In order to exclude volumetric formations, ultrasound of the pelvis and retroperitoneal space, MSCT of the abdominal cavity is performed. According to the indications, gynecological examination, rectoromanoscopy, prostate MRI, etc. can be prescribed. When making a diagnosis, a neurologist differentiates this disease with various vertebral and spinal pathology — radiculitis, osteochondrosis, spondyloarthrosis, herniated intervertebral disc, compression myelopathy. In addition, partial lumbosacral plexopathy should be distinguished from mononeuropathies of the nerves of the lower extremities – femoral nerve neuropathy, sciatic nerve neuropathy, external cutaneous nerve neuropathy of the thigh.
Treatment
The primary task of therapy is to eliminate the pathology underlying plexitis — detoxification, normalization of blood sugar figures in diabetes, treatment of infectious disease, elimination of post-traumatic hematoma, adequate management of pregnancy. If we are talking about tumors, then the main therapy is carried out by oncologists. Neurological treatment is aimed at relieving pain, improving blood circulation and trophics of the affected plexus. Medical prescriptions include anti-inflammatory drugs (diclofenac, ketorolac), painkillers novocaine blockades, vasoactive pharmaceuticals (nicotinic acid, pentoxifylline, xanthinol nicotinate), vitamins g.B, ATP, neostigmine, etc.

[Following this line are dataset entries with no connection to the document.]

//! Orbital elements and the parametric position transform.

use crate::angles::degrees_to_radians;

/// Scene units per astronomical unit. Catalog distances are pre-scaled;
/// fetched records arrive in AU and are scaled at construction.
pub const DISPLAY_UNITS_PER_AU: f64 = 100.0;

/// Invalid orbital element combinations rejected at construction.
#[derive(Debug, thiserror::Error)]
pub enum ElementsError {
    /// Eccentricity outside `[0, 1)`. Only bounded orbits are representable.
    #[error("eccentricity {value} outside [0, 1)")]
    Eccentricity { value: f64 },
    /// Semi-major axis must be strictly positive.
    #[error("semi-major axis {value} is not positive")]
    SemiMajorAxis { value: f64 },
    /// Element values must be finite numbers.
    #[error("non-finite element value in field `{field}`")]
    NonFinite { field: &'static str },
}

/// Shape and orientation of one elliptical orbit, in scene units and radians.
///
/// The phase angle is *not* part of the elements: it lives on the body and
/// is fed into [`position_at`](Self::position_at) each tick.
#[derive(Clone, Copy, Debug, PartialEq)]
pub struct OrbitalElements {
    /// Semi-major axis in scene units.
    pub semi_major_axis: f64,
    /// Eccentricity [0, 1). 0 = circular orbit.
    pub eccentricity: f64,
    /// Inclination in radians relative to the ecliptic plane.
    pub inclination: f64,
    /// Argument of periapsis in radians.
    pub argument_periapsis: f64,
    /// Longitude of ascending node in radians.
    pub longitude_ascending: f64,
}

impl Default for OrbitalElements {
    /// A flat circular orbit at 1 AU display scale, the safe fallback when
    /// a record carries unusable elements.
    fn default() -> Self {
        Self {
            semi_major_axis: DISPLAY_UNITS_PER_AU,
            eccentricity: 0.0,
            inclination: 0.0,
            argument_periapsis: 0.0,
            longitude_ascending: 0.0,
        }
    }
}

impl OrbitalElements {
    /// Validate and construct a full element set. Angles in radians.
    pub fn new(
        semi_major_axis: f64,
        eccentricity: f64,
        inclination: f64,
        argument_periapsis: f64,
        longitude_ascending: f64,
    ) -> Result<Self, ElementsError> {
        let elements = Self {
            semi_major_axis,
            eccentricity,
            inclination,
            argument_periapsis,
            longitude_ascending,
        };
        elements.validate()?;
        Ok(elements)
    }

    /// A flat circular orbit of the given radius. Always valid for
    /// `radius > 0`; this is also the safe fallback shape when a record
    /// carries unusable elements.
    pub fn circular(radius: f64) -> Result<Self, ElementsError> {
        Self::new(radius, 0.0, 0.0, 0.0, 0.0)
    }

    /// Construct from a data record: distance in AU, angles in degrees.
    pub fn from_au_degrees(
        semi_major_axis_au: f64,
        eccentricity: f64,
        inclination_deg: f64,
        argument_periapsis_deg: f64,
        longitude_ascending_deg: f64,
    ) -> Result<Self, ElementsError> {
        Self::new(
            semi_major_axis_au * DISPLAY_UNITS_PER_AU,
            eccentricity,
            degrees_to_radians(inclination_deg),
            degrees_to_radians(argument_periapsis_deg),
            degrees_to_radians(longitude_ascending_deg),
        )
    }

    fn validate(&self) -> Result<(), ElementsError> {
        for (field, value) in [
            ("semi_major_axis", self.semi_major_axis),
            ("eccentricity", self.eccentricity),
            ("inclination", self.inclination),
            ("argument_periapsis", self.argument_periapsis),
            ("longitude_ascending", self.longitude_ascending),
        ] {
            if !value.is_finite() {
                return Err(ElementsError::NonFinite { field });
            }
        }
        if !(0.0..1.0).contains(&self.eccentricity) {
            return Err(ElementsError::Eccentricity {
                value: self.eccentricity,
            });
        }
        if self.semi_major_axis <= 0.0 {
            return Err(ElementsError::SemiMajorAxis {
                value: self.semi_major_axis,
            });
        }
        Ok(())
    }

    /// Orbit radius at the given phase angle: `a(1 - e²) / (1 + e cos θ)`.
    ///
    /// The phase angle is used directly as the anomaly. With `e < 1` the
    /// denominator stays positive, so the radius is finite for every angle
    /// and bounded by `[a(1-e), a(1+e)]`.
    pub fn radius_at(&self, angle: f64) -> f64 {
        let e = self.eccentricity;
        self.semi_major_axis * (1.0 - e * e) / (1.0 + e * angle.cos())
    }

    /// Periapsis distance `a(1 - e)`.
    pub fn periapsis_radius(&self) -> f64 {
        self.semi_major_axis * (1.0 - self.eccentricity)
    }

    /// Apoapsis distance `a(1 + e)`.
    pub fn apoapsis_radius(&self) -> f64 {
        self.semi_major_axis * (1.0 + self.eccentricity)
    }

    /// Scene-space position at the given phase angle.
    ///
    /// Computes the in-plane point, then rotates it by inclination, argument
    /// of periapsis, and longitude of ascending node. The scene frame is
    /// Y-up: the ecliptic lies in the XZ plane and inclination lifts the
    /// orbit along Y.
    pub fn position_at(&self, angle: f64) -> glam::DVec3 {
        let r = self.radius_at(angle);

        // Position in the orbital plane.
        let x_orb = r * angle.cos();
        let y_orb = r * angle.sin();

        // Rotate into 3D space using orbital elements.
        let cos_o = self.longitude_ascending.cos();
        let sin_o = self.longitude_ascending.sin();
        let cos_i = self.inclination.cos();
        let sin_i = self.inclination.sin();
        let cos_w = self.argument_periapsis.cos();
        let sin_w = self.argument_periapsis.sin();

        let x = x_orb * (cos_o * cos_w - sin_o * sin_w * cos_i)
            - y_orb * (cos_o * sin_w + sin_o * cos_w * cos_i);
        let y = x_orb * (sin_o * cos_w + cos_o * sin_w * cos_i)
            - y_orb * (sin_o * sin_w - cos_o * cos_w * cos_i);
        let z = x_orb * (sin_w * sin_i) + y_orb * (cos_w * sin_i);

        // Out-of-plane component becomes scene Y.
        glam::DVec3::new(x, z, y)
    }
}

#[cfg(test)]
mod tests {
    use super::*;
    use std::f64::consts::TAU;

    fn flat_circle(a: f64) -> OrbitalElements {
        OrbitalElements::circular(a).unwrap()
    }

    #[test]
    fn test_position_is_deterministic() {
        let orbit = OrbitalElements::new(152.4, 0.09, 0.1, 1.2, 0.7).unwrap();
        let a = orbit.position_at(2.3);
        let b = orbit.position_at(2.3);
        assert_eq!(a, b, "same angle must yield the same position");
    }

    #[test]
    fn test_reference_circle_lands_on_x_axis() {
        let orbit = flat_circle(100.0);
        let pos = orbit.position_at(0.0);
        assert!((pos.x - 100.0).abs() < 1e-9, "x = {}", pos.x);
        assert!(pos.y.abs() < 1e-9, "y = {}", pos.y);
        assert!(pos.z.abs() < 1e-9, "z = {}", pos.z);
    }

    #[test]
    fn test_full_turn_returns_to_start() {
        let orbit = OrbitalElements::new(100.0, 0.3, 0.2, 0.9, 1.5).unwrap();
        let start = orbit.position_at(0.25);
        let after = orbit.position_at(0.25 + TAU);
        let dist = (after - start).length();
        assert!(dist < 1e-9, "drift after full turn = {dist}");
    }

    #[test]
    fn test_radius_stays_within_conic_bounds() {
        for &e in &[0.0, 0.2, 0.5, 0.9, 0.99] {
            let orbit = OrbitalElements::new(100.0, e, 0.0, 0.0, 0.0).unwrap();
            let lo = orbit.periapsis_radius();
            let hi = orbit.apoapsis_radius();
            for i in 0..256 {
                let angle = (i as f64 / 256.0) * TAU;
                let r = orbit.radius_at(angle);
                assert!(
                    r >= lo - 1e-9 && r <= hi + 1e-9,
                    "e={e} angle={angle}: r={r} outside [{lo}, {hi}]"
                );
                assert!(r.is_finite(), "e={e} angle={angle}: r not finite");
            }
        }
    }

    #[test]
    fn test_high_eccentricity_extremes() {
        let orbit = OrbitalElements::new(100.0, 0.9, 0.0, 0.0, 0.0).unwrap();
        // Periapsis at angle 0, apoapsis at angle PI.
        let near = orbit.radius_at(0.0);
        let far = orbit.radius_at(std::f64::consts::PI);
        assert!((near - 10.0).abs() < 1e-9, "periapsis = {near}");
        assert!((far - 190.0).abs() < 1e-9, "apoapsis = {far}");
    }

    #[test]
    fn test_inclination_lifts_orbit_out_of_plane() {
        let flat = flat_circle(100.0);
        let tilted = OrbitalElements::new(100.0, 0.0, 0.5, 0.0, 0.0).unwrap();

        let flat_pos = flat.position_at(std::f64::consts::FRAC_PI_2);
        let tilted_pos = tilted.position_at(std::f64::consts::FRAC_PI_2);
        assert!(flat_pos.y.abs() < 1e-9, "flat orbit off plane: {}", flat_pos.y);
        assert!(
            (tilted_pos.y - 100.0 * 0.5f64.sin()).abs() < 1e-9,
            "tilted y = {}",
            tilted_pos.y
        );
    }

    #[test]
    fn test_rejects_out_of_range_elements() {
        assert!(matches!(
            OrbitalElements::new(100.0, 1.0, 0.0, 0.0, 0.0),
            Err(ElementsError::Eccentricity { .. })
        ));
        assert!(matches!(
            OrbitalElements::new(100.0, -0.1, 0.0, 0.0, 0.0),
            Err(ElementsError::Eccentricity { .. })
        ));
        assert!(matches!(
            OrbitalElements::new(0.0, 0.1, 0.0, 0.0, 0.0),
            Err(ElementsError::SemiMajorAxis { .. })
        ));
        assert!(matches!(
            OrbitalElements::new(f64::NAN, 0.1, 0.0, 0.0, 0.0),
            Err(ElementsError::NonFinite { .. })
        ));
    }

    #[test]
    fn test_from_au_degrees_applies_display_scale() {
        let orbit = OrbitalElements::from_au_degrees(1.0, 0.0167, 0.0, 102.9, 0.0).unwrap();
        assert!(
            (orbit.semi_major_axis - DISPLAY_UNITS_PER_AU).abs() < 1e-9,
            "a = {}",
            orbit.semi_major_axis
        );
        assert!(
            (orbit.argument_periapsis - degrees_to_radians(102.9)).abs() < 1e-12,
            "w = {}",
            orbit.argument_periapsis
        );
    }
}
//! Startup spawning: turns the catalog into entities and scene nodes.

use std::path::Path;

use bevy_ecs::prelude::*;
use glam::DVec3;
use tracing::{info, warn};

use orrery_ecs::{BodyBundle, BodyPosition, BodyRadius, Name, ViewOffset};
use orrery_math::{MoonOrbit, OrbitalElements, degrees_to_radians};
use orrery_picking::PickRegistry;
use orrery_scene::{
    NodeDesc, NodeHandle, NodeTransform, SceneNode, SceneRenderer, habitable_zone_bands,
    orbit_path_points,
};

use crate::belt::BeltGenerator;
use crate::catalog::{ATMOSPHERE_SHELL_MARGIN, BELTS, MoonSpec, PLANETS, PlanetSpec, SUN};
use crate::components::{AsteroidBelt, AxialTilt, FollowsBody, MoonOf, OrbitState, SpinState};
use crate::loads::PendingMoonLoads;

/// Entities created by [`spawn_solar_system`], kept for wiring and tests.
pub struct SpawnedSystem {
    pub sun: Entity,
    pub planets: Vec<Entity>,
    pub belts: Vec<Entity>,
}

/// Build the default body set: sun, planets with rings, atmospheres, and
/// moons, rock belts, orbit paths, and habitable-zone bands.
///
/// Requires the [`PickRegistry`] and [`PendingMoonLoads`] resources. A
/// catalog entry that fails element validation is skipped with a warning
/// instead of aborting startup.
pub fn spawn_solar_system(world: &mut World, renderer: &dyn SceneRenderer) -> SpawnedSystem {
    let sun = spawn_sun(world, renderer);

    let mut planets = Vec::with_capacity(PLANETS.len());
    for spec in &PLANETS {
        match spawn_planet(world, renderer, spec) {
            Some(entity) => planets.push(entity),
            None => warn!("{} left out of the scene", spec.name),
        }
    }

    let mut belts = Vec::with_capacity(BELTS.len());
    for spec in &BELTS {
        let rocks = BeltGenerator::from_spec(spec).generate();
        let node = renderer.add_node(NodeDesc::RockField {
            rocks,
            label: spec.label.to_string(),
        });
        belts.push(world.spawn((AsteroidBelt::default(), SceneNode(node))).id());
    }

    for band in habitable_zone_bands() {
        renderer.add_node(NodeDesc::Annulus {
            inner_radius: band.inner_radius,
            outer_radius: band.outer_radius,
            label: band.label.to_string(),
        });
    }

    info!(
        "spawned the sun, {} planets, and {} belts",
        planets.len(),
        belts.len()
    );
    SpawnedSystem { sun, planets, belts }
}

fn spawn_sun(world: &mut World, renderer: &dyn SceneRenderer) -> Entity {
    renderer.load_texture(Path::new(SUN.texture));
    let node = renderer.add_node(NodeDesc::Sphere {
        radius: SUN.radius,
        label: "Sun".to_string(),
    });
    let sun = world
        .spawn((
            BodyBundle {
                name: Name::new("Sun"),
                position: BodyPosition(DVec3::ZERO),
                radius: BodyRadius(SUN.radius),
                view_offset: ViewOffset(SUN.view_offset),
            },
            SpinState::with_speed(SUN.spin_step),
            SceneNode(node),
        ))
        .id();
    world.resource_mut::<PickRegistry>().register_body(sun);
    sun
}

fn spawn_planet(
    world: &mut World,
    renderer: &dyn SceneRenderer,
    spec: &PlanetSpec,
) -> Option<Entity> {
    let elements = match OrbitalElements::circular(spec.orbit_radius) {
        Ok(elements) => elements,
        Err(err) => {
            warn!("{}: {err}", spec.name);
            return None;
        }
    };

    renderer.load_texture(Path::new(spec.texture));
    let node = renderer.add_node(NodeDesc::Sphere {
        radius: spec.radius,
        label: spec.name.to_string(),
    });
    renderer.add_node(NodeDesc::Path {
        points: orbit_path_points(&elements),
        label: format!("{} orbit", spec.name),
    });

    let start = elements.position_at(0.0);
    let planet = world
        .spawn((
            BodyBundle {
                name: Name::new(spec.name),
                position: BodyPosition(start),
                radius: BodyRadius(spec.radius),
                view_offset: ViewOffset(spec.view_offset),
            },
            OrbitState::new(elements, spec.orbit_speed_scale()),
            SpinState::with_speed(spec.spin_step),
            AxialTilt(degrees_to_radians(spec.axial_tilt_deg)),
            SceneNode(node),
        ))
        .id();
    world.resource_mut::<PickRegistry>().register_body(planet);

    if let Some(ring) = &spec.ring {
        renderer.load_texture(Path::new(ring.texture));
        let ring_node = renderer.add_node(NodeDesc::Annulus {
            inner_radius: ring.inner_radius,
            outer_radius: ring.outer_radius,
            label: format!("{} ring", spec.name),
        });
        renderer.set_transform(ring_node, NodeTransform::at(start));
        world.spawn((BodyPosition(start), FollowsBody(planet), SceneNode(ring_node)));
    }

    if let Some(atmosphere) = &spec.atmosphere {
        renderer.load_texture(Path::new(atmosphere.texture));
        let shell_radius = spec.radius + ATMOSPHERE_SHELL_MARGIN;
        let shell_node = renderer.add_node(NodeDesc::Shell {
            radius: shell_radius,
            label: format!("{} atmosphere", spec.name),
        });
        world.spawn((
            BodyPosition(start),
            FollowsBody(planet),
            SpinState::with_speed(atmosphere.spin_step),
            SceneNode(shell_node),
        ));
        world
            .resource_mut::<PickRegistry>()
            .register_shell(planet, shell_radius);
    }

    for moon in spec.moons {
        if let Some(mesh) = moon.mesh {
            let ticket = renderer.load_mesh(Path::new(mesh));
            world
                .resource_mut::<PendingMoonLoads>()
                .push(planet, *moon, ticket);
        } else {
            if let Some(texture) = moon.texture {
                renderer.load_texture(Path::new(texture));
            }
            let moon_node = renderer.add_node(NodeDesc::Sphere {
                radius: moon.radius,
                label: moon.name.to_string(),
            });
            spawn_moon(world, planet, moon, moon_node);
        }
    }

    Some(planet)
}

/// Attach one moon to its parent, starting at phase 0 of its circle.
///
/// Shared between startup spawning and the deferred mesh-load path.
pub fn spawn_moon(world: &mut World, parent: Entity, spec: &MoonSpec, node: NodeHandle) -> Entity {
    let parent_position = world
        .get::<BodyPosition>(parent)
        .map(|position| position.0)
        .unwrap_or(DVec3::ZERO);
    let orbit = MoonOrbit::tilted(
        spec.orbit_radius,
        spec.orbit_speed,
        degrees_to_radians(spec.tilt_deg),
    );
    world
        .spawn((
            Name::new(spec.name),
            BodyPosition(parent_position + orbit.offset_at(0.0)),
            MoonOf { parent, orbit },
            SpinState::with_speed(spec.spin_step),
            SceneNode(node),
        ))
        .id()
}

Physiotherapy procedures, namely electrophoresis, reflexotherapy, SMT, UHF, magnetotherapy, ultraphonophoresis, thermal therapy, mud therapy, have proven themselves well in the therapy of plexitis. After the acute pain syndrome is relieved, massage and physical therapy are included in the treatment.
Prognosis and prevention
Timely treatment and elimination of the etiofactor that caused the pathology of the lumbar and sacral plexuses, in most cases, guarantees the recovery of the patient. If it is impossible to eliminate the root cause of plexitis, the forecast is less optimistic. The existence of the disease for longer than 1 year leads to the development of irreversible changes in the muscles innervated by the plexus nerves, with the formation of persistent paresis and contractures of the joints. Prevention of plexitis implies effective treatment of infections and metabolic disorders, prevention of injuries and intoxication, adequate immobilization, compliance with surgical procedures.